Reputation: 299
I have a web application with spring 3.0. I need to run a class with main method from a cron that uses beans defined in appcontext xml(using component scan annocations). I have my main class in same src directory. How can I inject beans from web context into main method. I tried to do it using
ApplicationContext context = new ClassPathXmlApplicationContext("appservlet.xml");
I tried to use AutoWired and it returns a null bean. So I used Application ctx and this is creating a new context (as expected) when I run main method. But is it possible that I can use existing beans from container.
@Autowired
static DAO dao;
public static void main(String[] args) {
ApplicationContext context = new ClassPathXmlApplicationContext("xman- servlet.xml");
TableClient client = context.getBean(TableClient.class);
client.start(context);
}
Upvotes: 16
Views: 51041
Reputation: 7722
Spring boot provides an official solution for this. Download a skeleton from
and make sure packaging in the pom.xml is set to jar. As long as you don't include any web dependency the application will remain a console app.
Upvotes: 1
Reputation: 7203
Try with this Main:
public class Main {
public static void main(String[] args) {
Main p = new Main();
p.start(args);
}
@Autowired
private MyBean myBean;
private void start(String[] args) {
ApplicationContext context =
new ClassPathXmlApplicationContext("classpath*:/META-INF/spring/applicationContext*.xml");
System.out.println("The method of my Bean: " + myBean.getStr());
}
}
And this Bean:
@Service
public class MyBean {
public String getStr() {
return "mybean!";
}
}
Upvotes: 1
Reputation: 8129
In order to address this issue, I have created https://jira.springsource.org/browse/SPR-9044. If you like the proposed approach, please vote for it.
Upvotes: 1
Reputation: 38300
You can not inject a Spring bean into any object that was not created by spring. Another way to say that is: Spring can only inject into objects that it manages.
Since you are creating the context, you will need to call getBean for your DAO object.

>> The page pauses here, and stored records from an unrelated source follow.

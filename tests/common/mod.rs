#![allow(dead_code)]

use pcap_file::pcap::{PcapPacket, PcapWriter};
use std::time::Duration;
use tempfile::NamedTempFile;
use tokio::io::{AsyncReadExt, AsyncWriteExt};
use tokio::net::TcpListener;

pub fn ipv4_frame(src: [u8; 4], dst: [u8; 4]) -> Vec<u8> {
    let mut frame = vec![0x02, 0, 0, 0, 0, 1, 0x02, 0, 0, 0, 0, 2, 0x08, 0x00];
    frame.extend_from_slice(&[0x45, 0, 0, 20, 0, 0, 0, 0, 64, 17, 0, 0]);
    frame.extend_from_slice(&src);
    frame.extend_from_slice(&dst);
    frame
}

pub fn arp_frame() -> Vec<u8> {
    let mut frame = vec![0xff, 0xff, 0xff, 0xff, 0xff, 0xff, 0x02, 0, 0, 0, 0, 1, 0x08, 0x06];
    frame.extend_from_slice(&[0u8; 28]);
    frame
}

/// Writes an Ethernet pcap containing `frames`.
pub fn capture(frames: &[Vec<u8>]) -> NamedTempFile {
    let file = NamedTempFile::new().unwrap();
    let mut writer = PcapWriter::new(file.reopen().unwrap()).unwrap();
    for (i, frame) in frames.iter().enumerate() {
        let packet = PcapPacket::new(Duration::from_secs(i as u64), frame.len() as u32, frame);
        writer.write_packet(&packet).unwrap();
    }
    file
}

/// Serves a single canned HTTP response and returns the URL to request.
pub async fn public_ip_endpoint(status_line: &'static str, body: &'static str) -> String {
    let listener = TcpListener::bind("127.0.0.1:0").await.unwrap();
    let addr = listener.local_addr().unwrap();

    tokio::spawn(async move {
        let (mut socket, _) = listener.accept().await.unwrap();
        let mut buf = [0u8; 2048];
        let _ = socket.read(&mut buf).await;
        let response = format!(
            "HTTP/1.1 {}\r\ncontent-type: application/json\r\ncontent-length: {}\r\nconnection: close\r\n\r\n{}",
            status_line,
            body.len(),
            body
        );
        socket.write_all(response.as_bytes()).await.unwrap();
        socket.shutdown().await.ok();
    });

    format!("http://{}/json", addr)
}
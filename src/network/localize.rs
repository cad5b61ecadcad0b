use std::collections::HashMap;
use std::net::IpAddr;
use super::address::Address;
use super::geo::GeoLookup;
use super::packet_capture::PacketCollection;
use crate::Result;

/// Public addresses to look up in place of private ones.
///
/// Private addresses without an explicit override fall back to the default,
/// normally the discovered public address of the local network.
#[derive(Debug, Clone)]
pub struct PrivateToPublicMap {
    overrides: HashMap<IpAddr, Address>,
    default: Address,
}

impl PrivateToPublicMap {
    pub fn new(default: Address) -> Self {
        Self {
            overrides: HashMap::new(),
            default,
        }
    }

    pub fn insert(&mut self, private: IpAddr, public: IpAddr) {
        self.overrides.insert(private, Address::public(public));
    }

    pub fn with_override(mut self, private: IpAddr, public: IpAddr) -> Self {
        self.insert(private, public);
        self
    }

    pub fn get<'a>(&'a self, key: &IpAddr, default: &'a Address) -> &'a Address {
        self.overrides.get(key).unwrap_or(default)
    }

    pub fn resolve(&self, key: &IpAddr) -> &Address {
        self.get(key, &self.default)
    }

    pub fn default_address(&self) -> &Address {
        &self.default
    }
}

/// Resolves the location of every endpoint in `packets`.
///
/// Private endpoints are looked up through their public substitute but the
/// result is stored on the endpoint itself. Endpoints that already carry a
/// location are left alone.
pub fn localize<L>(packets: &mut PacketCollection, lookup: &L, substitutes: &PrivateToPublicMap) -> Result<()>
where
    L: GeoLookup + ?Sized,
{
    for packet in packets.iter_mut() {
        for endpoint in packet.endpoints_mut() {
            localize_address(endpoint, lookup, substitutes)?;
        }
    }
    Ok(())
}

pub fn localize_address<L>(address: &mut Address, lookup: &L, substitutes: &PrivateToPublicMap) -> Result<()>
where
    L: GeoLookup + ?Sized,
{
    if address.location().is_some() {
        return Ok(());
    }

    let query = if address.is_private() {
        substitutes.resolve(&address.ip())
    } else {
        &*address
    };
    let location = lookup.lookup(query)?;

    address.assign_location(location);
    Ok(())
}
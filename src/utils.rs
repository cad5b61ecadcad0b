use std::net::{IpAddr, Ipv4Addr, Ipv6Addr};
use chrono::{DateTime, Utc};
use crate::network::Location;

/// True for addresses that are not globally routable and therefore cannot be
/// found in a geolocation database.
pub fn is_private_ip(ip: &IpAddr) -> bool {
    match ip {
        IpAddr::V4(ipv4) => is_private_ipv4(ipv4),
        IpAddr::V6(ipv6) => {
            if let Some(mapped) = ipv6.to_ipv4_mapped() {
                return is_private_ipv4(&mapped);
            }
            ipv6.is_loopback()
                || ipv6.is_unspecified()
                || is_unique_local(ipv6)
                || is_unicast_link_local(ipv6)
        }
    }
}

fn is_private_ipv4(ipv4: &Ipv4Addr) -> bool {
    let octets = ipv4.octets();
    ipv4.is_private()
        || ipv4.is_loopback()
        || ipv4.is_link_local()
        || ipv4.is_unspecified()
        || ipv4.is_broadcast()
        // 100.64.0.0/10 shared address space (carrier-grade NAT)
        || (octets[0] == 100 && (octets[1] & 0xc0) == 64)
        // 198.18.0.0/15 benchmarking
        || (octets[0] == 198 && (octets[1] & 0xfe) == 18)
        // 240.0.0.0/4 reserved
        || octets[0] >= 240
}

fn is_unique_local(ipv6: &Ipv6Addr) -> bool {
    (ipv6.segments()[0] & 0xfe00) == 0xfc00
}

fn is_unicast_link_local(ipv6: &Ipv6Addr) -> bool {
    (ipv6.segments()[0] & 0xffc0) == 0xfe80
}

pub fn format_timestamp(dt: DateTime<Utc>) -> String {
    dt.format("%Y-%m-%d %H:%M:%S UTC").to_string()
}

pub fn format_location(location: &Location) -> String {
    match location.coordinates() {
        Some(coordinates) => format!("{:.4}, {:.4}", coordinates.latitude, coordinates.longitude),
        None => "unresolved".to_string(),
    }
}

#[cfg(test)]
mod tests {
    use super::*;

    #[test]
    fn test_private_ip_detection() {
        assert!(is_private_ip(&IpAddr::V4(Ipv4Addr::new(192, 168, 1, 1))));
        assert!(is_private_ip(&IpAddr::V4(Ipv4Addr::new(10, 0, 0, 1))));
        assert!(is_private_ip(&IpAddr::V4(Ipv4Addr::new(172, 16, 0, 1))));
        assert!(is_private_ip(&IpAddr::V4(Ipv4Addr::new(127, 0, 0, 1))));
        assert!(is_private_ip(&IpAddr::V4(Ipv4Addr::new(169, 254, 10, 1))));
        assert!(is_private_ip(&IpAddr::V4(Ipv4Addr::new(100, 64, 0, 1))));
        assert!(is_private_ip(&IpAddr::V4(Ipv4Addr::new(255, 255, 255, 255))));
        assert!(!is_private_ip(&IpAddr::V4(Ipv4Addr::new(8, 8, 8, 8))));
        assert!(!is_private_ip(&IpAddr::V4(Ipv4Addr::new(100, 128, 0, 1))));
        assert!(!is_private_ip(&IpAddr::V4(Ipv4Addr::new(172, 32, 0, 1))));
    }

    #[test]
    fn test_private_ipv6_detection() {
        assert!(is_private_ip(&"::1".parse().unwrap()));
        assert!(is_private_ip(&"::".parse().unwrap()));
        assert!(is_private_ip(&"fe80::1".parse().unwrap()));
        assert!(is_private_ip(&"fd12:3456::1".parse().unwrap()));
        assert!(is_private_ip(&"::ffff:192.168.0.1".parse().unwrap()));
        assert!(!is_private_ip(&"2001:4860:4860::8888".parse().unwrap()));
        assert!(!is_private_ip(&"::ffff:8.8.8.8".parse().unwrap()));
    }

    #[test]
    fn test_location_formatting() {
        assert_eq!(format_location(&Location::new(51.5, -0.1)), "51.5000, -0.1000");
        assert_eq!(format_location(&Location::unresolved()), "unresolved");
    }

    #[test]
    fn test_timestamp_formatting() {
        let dt = DateTime::from_timestamp(0, 0).unwrap();
        assert_eq!(format_timestamp(dt), "1970-01-01 00:00:00 UTC");
    }
}
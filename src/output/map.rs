use log::{debug, warn};
use super::{format_coordinate, DocumentEncoder};
use crate::network::{Address, Coordinates, PacketCollection};

pub const DEFAULT_ZOOM: u8 = 3;
const LINE_COLOR: &str = "red";
const LINE_WEIGHT: u32 = 3;

/// Interactive HTML map (Leaflet) with one polyline per localized packet,
/// centred on the local network's public address.
#[derive(Debug, Clone, Copy)]
pub struct MapEncoder {
    center: Coordinates,
    zoom: u8,
}

impl MapEncoder {
    pub fn new(center: Coordinates, zoom: u8) -> Self {
        Self { center, zoom }
    }

    /// Centres the map on `public_address`, or on 0,0 if it could not be located.
    pub fn centered_on(public_address: &Address, zoom: u8) -> Self {
        let center = public_address.coordinates().unwrap_or_else(|| {
            warn!("Public address {} has no location, centring map on 0,0", public_address);
            Coordinates { latitude: 0.0, longitude: 0.0 }
        });
        Self::new(center, zoom)
    }

    pub fn center(&self) -> Coordinates {
        self.center
    }

    pub fn zoom(&self) -> u8 {
        self.zoom
    }

    fn polyline(src: Coordinates, dst: Coordinates) -> String {
        format!(
            "L.polyline([[{}, {}], [{}, {}]], {{color: '{}', weight: {}}}).addTo(map);\n",
            format_coordinate(src.latitude),
            format_coordinate(src.longitude),
            format_coordinate(dst.latitude),
            format_coordinate(dst.longitude),
            LINE_COLOR,
            LINE_WEIGHT,
        )
    }
}

impl DocumentEncoder for MapEncoder {
    fn encode(&self, packets: &PacketCollection) -> String {
        let mut lines = String::new();
        for packet in packets {
            match packet.coordinates() {
                Some((src, dst)) => lines.push_str(&Self::polyline(src, dst)),
                None => debug!(
                    "Skipping {} --> {}: endpoint location unknown",
                    packet.source(),
                    packet.destination()
                ),
            }
        }

        format!(
            r#"<!DOCTYPE html>
<html>
<head>
<meta charset="utf-8">
<meta name="viewport" content="initial-scale=1.0, user-scalable=no">
<title>Packet Tracker</title>
<link rel="stylesheet" href="https://unpkg.com/leaflet@1.9.4/dist/leaflet.css">
<script src="https://unpkg.com/leaflet@1.9.4/dist/leaflet.js"></script>
<style>html, body, #map {{ height: 100%; margin: 0; padding: 0; }}</style>
</head>
<body>
<div id="map"></div>
<script>
var map = L.map('map').setView([{}, {}], {});
L.tileLayer('https://tile.openstreetmap.org/{{z}}/{{x}}/{{y}}.png', {{
    maxZoom: 19,
    attribution: '&copy; OpenStreetMap contributors'
}}).addTo(map);
{}</script>
</body>
</html>
"#,
            format_coordinate(self.center.latitude),
            format_coordinate(self.center.longitude),
            self.zoom,
            lines,
        )
    }
}

#[cfg(test)]
mod tests {
    use super::*;
    use crate::network::{Location, Packet};

    fn located(ip: &str, location: Location) -> Address {
        let mut address: Address = ip.parse().unwrap();
        address.assign_location(location);
        address
    }

    #[test]
    fn test_centred_on_public_address() {
        let public = located("203.0.113.5", Location::new(51.5, -0.1));
        let encoder = MapEncoder::centered_on(&public, DEFAULT_ZOOM);

        let html = encoder.encode(&PacketCollection::default());
        assert!(html.contains("setView([51.5, -0.1], 3)"));
        assert!(!html.contains("L.polyline"));
    }

    #[test]
    fn test_unlocated_public_address_centres_on_origin() {
        let public: Address = "203.0.113.5".parse().unwrap();
        let encoder = MapEncoder::centered_on(&public, 5);
        assert_eq!(encoder.center(), Coordinates { latitude: 0.0, longitude: 0.0 });
        assert_eq!(encoder.zoom(), 5);
    }

    #[test]
    fn test_polylines_skip_unresolved_packets() {
        let packets: PacketCollection = vec![
            Packet::new(
                located("192.168.1.10", Location::new(51.5, -0.1)),
                located("8.8.8.8", Location::new(37.4, -122.1)),
            ),
            Packet::new(
                located("8.8.8.8", Location::new(37.4, -122.1)),
                located("1.2.3.4", Location::unresolved()),
            ),
        ]
        .into_iter()
        .collect();

        let html = MapEncoder::new(Coordinates { latitude: 51.5, longitude: -0.1 }, 3).encode(&packets);
        assert_eq!(html.matches("L.polyline").count(), 1);
        assert!(html.contains("L.polyline([[51.5, -0.1], [37.4, -122.1]], {color: 'red', weight: 3})"));
    }
}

Check out Spring Batch it may be useful to you.
Upvotes: 7
Reputation: 691785
You may use a spring context for your main application, and reuse the same beans as the webapp. You could even reuse some Spring XML configuration files, provided they don't define beans which only make sense in a webapp context (request-scope, web controllers, etc.).
But you'll get different instances, since you'll have two JVMs running. If you really want to reuse the same bean instances, then your main class should remotely call some method of a bean in your webapp, using a web service, or HttpInvoker.